Single by Dove Cameron

from the EP Alchemical: Volume 1
- Released: November 10, 2023
- Genre: Ballad
- Length: 3:39
- Label: Disruptor; Columbia;
- Songwriters: Dove Cameron; Taylor Upsahl; Isaiah Tejada; Jordan K. Johnson; Michael Pollack; Stefan Johnson;
- Producers: Isaiah Tejada; The Monsters & Strangerz; Stefan Johnson;

Dove Cameron singles chronology
| "Lethal Woman" (2023) | "Sand" (2023) | "Too Much" (2025) |

Music video
- "Sand" on YouTube

= Sand (Dove Cameron song) =

2023 single by Dove Cameron

"Sand" is a song recorded by American singer Dove Cameron. It was released by Disruptor and Columbia Records on November 10, 2023, as the fourth and final single from her extended play Alchemical: Volume 1 (2023). The lyrical content of "Sand" explores a former relationship that Cameron had for four years. For the music video for "Sand", Cameron learned to play it on piano, which she was previously afraid to do since her father, who died by suicide when she was 15, was a pianist.

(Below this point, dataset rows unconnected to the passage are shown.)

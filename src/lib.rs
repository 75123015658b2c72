// Copyright 2025 Johann Kempter
//
// Licensed under the Apache License, Version 2.0 (the "License");
// you may not use this file except in compliance with the License.
// You may obtain a copy of the License at
//
//     http://www.apache.org/licenses/LICENSE-2.0
//
// Unless required by applicable law or agreed to in writing, software
// distributed under the License is distributed on an "AS IS" BASIS,
// WITHOUT WARRANTIES OR CONDITIONS OF ANY KIND, either express or implied.
// See the License for the specific language governing permissions and
// limitations under the License.
//
// SPDX-License-Identifier: Apache-2.0

#![doc(html_no_source)]
#![deny(missing_docs)]
#![deny(unsafe_code)]

//! # pcodeflow
//!
//! Rewrite scheduling and bit-precision liveness for p-code style
//! intermediate representations.
//!
//! A decompiler simplifies each function by running many small rewrites in a
//! carefully ordered loop. `pcodeflow` provides that loop as a reusable
//! substrate:
//!
//! - **A universal catalog** of transformation units: sequences, fixpoints,
//!   opcode-dispatched rule pools, whole-function actions
//! - **Group lists** naming which tagged units a pipeline keeps, and a
//!   registry deriving, caching and hot-swapping the resulting pipelines
//! - **Deterministic scheduling** with iteration bounds, restarts and
//!   cancellation between units
//! - **Bit-precision liveness**: which bits of every value are ever consumed,
//!   the basis for dead-code removal and value narrowing
//! - **A parallel batch driver** running one pipeline over many functions
//!
//! ## Quick Start
//!
//! ```rust
//! use pcodeflow::prelude::*;
//!
//! let mut registry = PassRegistry::standard(SchedulerConfig::default())?;
//! let pipeline = registry.set_active("decompile")?;
//!
//! let mut func = FunctionBuilder::new("demo", 0x1000).build_with(|f| {
//!     let x = f.register(4, 0);
//!     f.block(0, |b| {
//!         let four = b.constant(4, 4);
//!         let t = b.add(x, four);
//!         let ff = b.constant(4, 0xff);
//!         let y = b.and(t, ff);
//!         b.ret(y);
//!     });
//! });
//!
//! let mut ctx = PassContext::new(SchedulerConfig::default());
//! pipeline.apply(&mut func, &mut ctx)?;
//! println!("{}", ctx.events.summary());
//! # Ok::<(), pcodeflow::Error>(())
//! ```
//!
//! ## Architecture
//!
//! - [`analysis`] - The operation graph ([`analysis::Function`]) and the
//!   liveness analysis ([`analysis::ConsumeAnalysis`])
//! - [`compiler`] - Catalog, registry, pipelines, standard rules and actions
//! - [`utils`] - Bit sets and 64-bit mask arithmetic
//!
//! ## Error Handling
//!
//! All fallible operations return [`Result<T, Error>`](Result). Registry
//! misconfiguration surfaces at the call site; anything going wrong while a
//! pipeline runs is reported as [`Error::FunctionFailed`] naming the function
//! and the innermost unit:
//!
//! ```rust
//! use pcodeflow::{Error, PassRegistry, SchedulerConfig};
//!
//! let mut registry = PassRegistry::standard(SchedulerConfig::default())?;
//! match registry.derive_from("decompile", "undefined") {
//!     Err(Error::UnknownGroupList(name)) => assert_eq!(name, "undefined"),
//!     other => panic!("unexpected {other:?}"),
//! }
//! # Ok::<(), pcodeflow::Error>(())
//! ```

#[macro_use]
pub(crate) mod error;

/// Convenient re-exports of the most commonly used types and traits.
///
/// # Example
///
/// ```rust
/// use pcodeflow::prelude::*;
///
/// let registry = PassRegistry::standard(SchedulerConfig::default())?;
/// assert!(registry.group_names().contains(&"decompile"));
/// # Ok::<(), pcodeflow::Error>(())
/// ```
pub mod prelude;

/// Program representation and bit-precision liveness.
///
/// # Key Types
///
/// - [`analysis::Function`] - Arena-backed operation/value graph of one function
/// - [`analysis::FunctionBuilder`] - Closure-based construction for hosts and tests
/// - [`analysis::ConsumeAnalysis`] - Worklist solver computing consumed-bit masks
pub mod analysis;

/// Transformation units, the pass registry and pipeline scheduling.
///
/// # Key Types
///
/// - [`compiler::PassRegistry`] - Group lists and the derived pipeline cache
/// - [`compiler::Pipeline`] - A derived view of the universal catalog
/// - [`compiler::PassContext`] - Per-function run state and event log
/// - [`compiler::BatchDriver`] - Parallel host driver
pub mod compiler;

/// Bit sets and mask arithmetic shared by the analyses.
pub mod utils;

/// `pcodeflow` Result type
///
/// A type alias for [`std::result::Result<T, Error>`] where the error type is always [`Error`].
pub type Result<T> = std::result::Result<T, Error>;

/// `pcodeflow` Error type
///
/// The main error type for all operations in this crate, covering registry
/// configuration, scheduling invariants and graph consistency.
pub use error::Error;

/// Entry points for configuring and running pipelines.
pub use compiler::{
    BatchDriver, BatchReport, CancelFlag, PassContext, PassRegistry, Pipeline, SchedulerConfig,
    WorklistOrder,
};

Cameron began writing the song as a poem in her diary and explained that within the first five minutes of meeting her ex-lover, she knew it was going to end. She explained like as time went by with him, it felt like sand falling through her fingers. Cameron was apprehensive to release the song due to the vulnerable lyrical content, but felt it was necessary for people to understand her, afraid previous singles "Boyfriend" and "Breakfast" had given them the wrong impression of her.

==Composition and release==
Cameron wrote "Sand" about a former relationship with a man that she loved deeply. She believed she would spend the rest of her life with him and incorporated the ending of their relationship into the theme of the song. She began to form "Sand" in February 2023 as a poem in her diary. She told Hypebae that the lyrics are almost a direct conversion from the poem. She said to Teen Vogue that within the first five minutes of meeting him, she loved him, but could also guess that they were going to end in a way that would "devastate" her.

Cameron explained that the concept of the song came from the feeling of time running out and "losing sand between [her] fingers" for the four years of their relationship. Euphoria magazine remarked that Cameron is an unrequited lover in "Sand" and that the song explores "a love that is unbalanced, leading to a sort of quiet agony and emotional disparity". Cameron agreed by adding that she wrote the song about feeling her partner had more pieces of her than the desert had sand, while she had less pieces of him than could be fit onto a hand. Cameron hoped that when people heard the song, it would remind them to trust their instincts when falling for somebody, as well as to hold out "for the one where the more you give, the more they give".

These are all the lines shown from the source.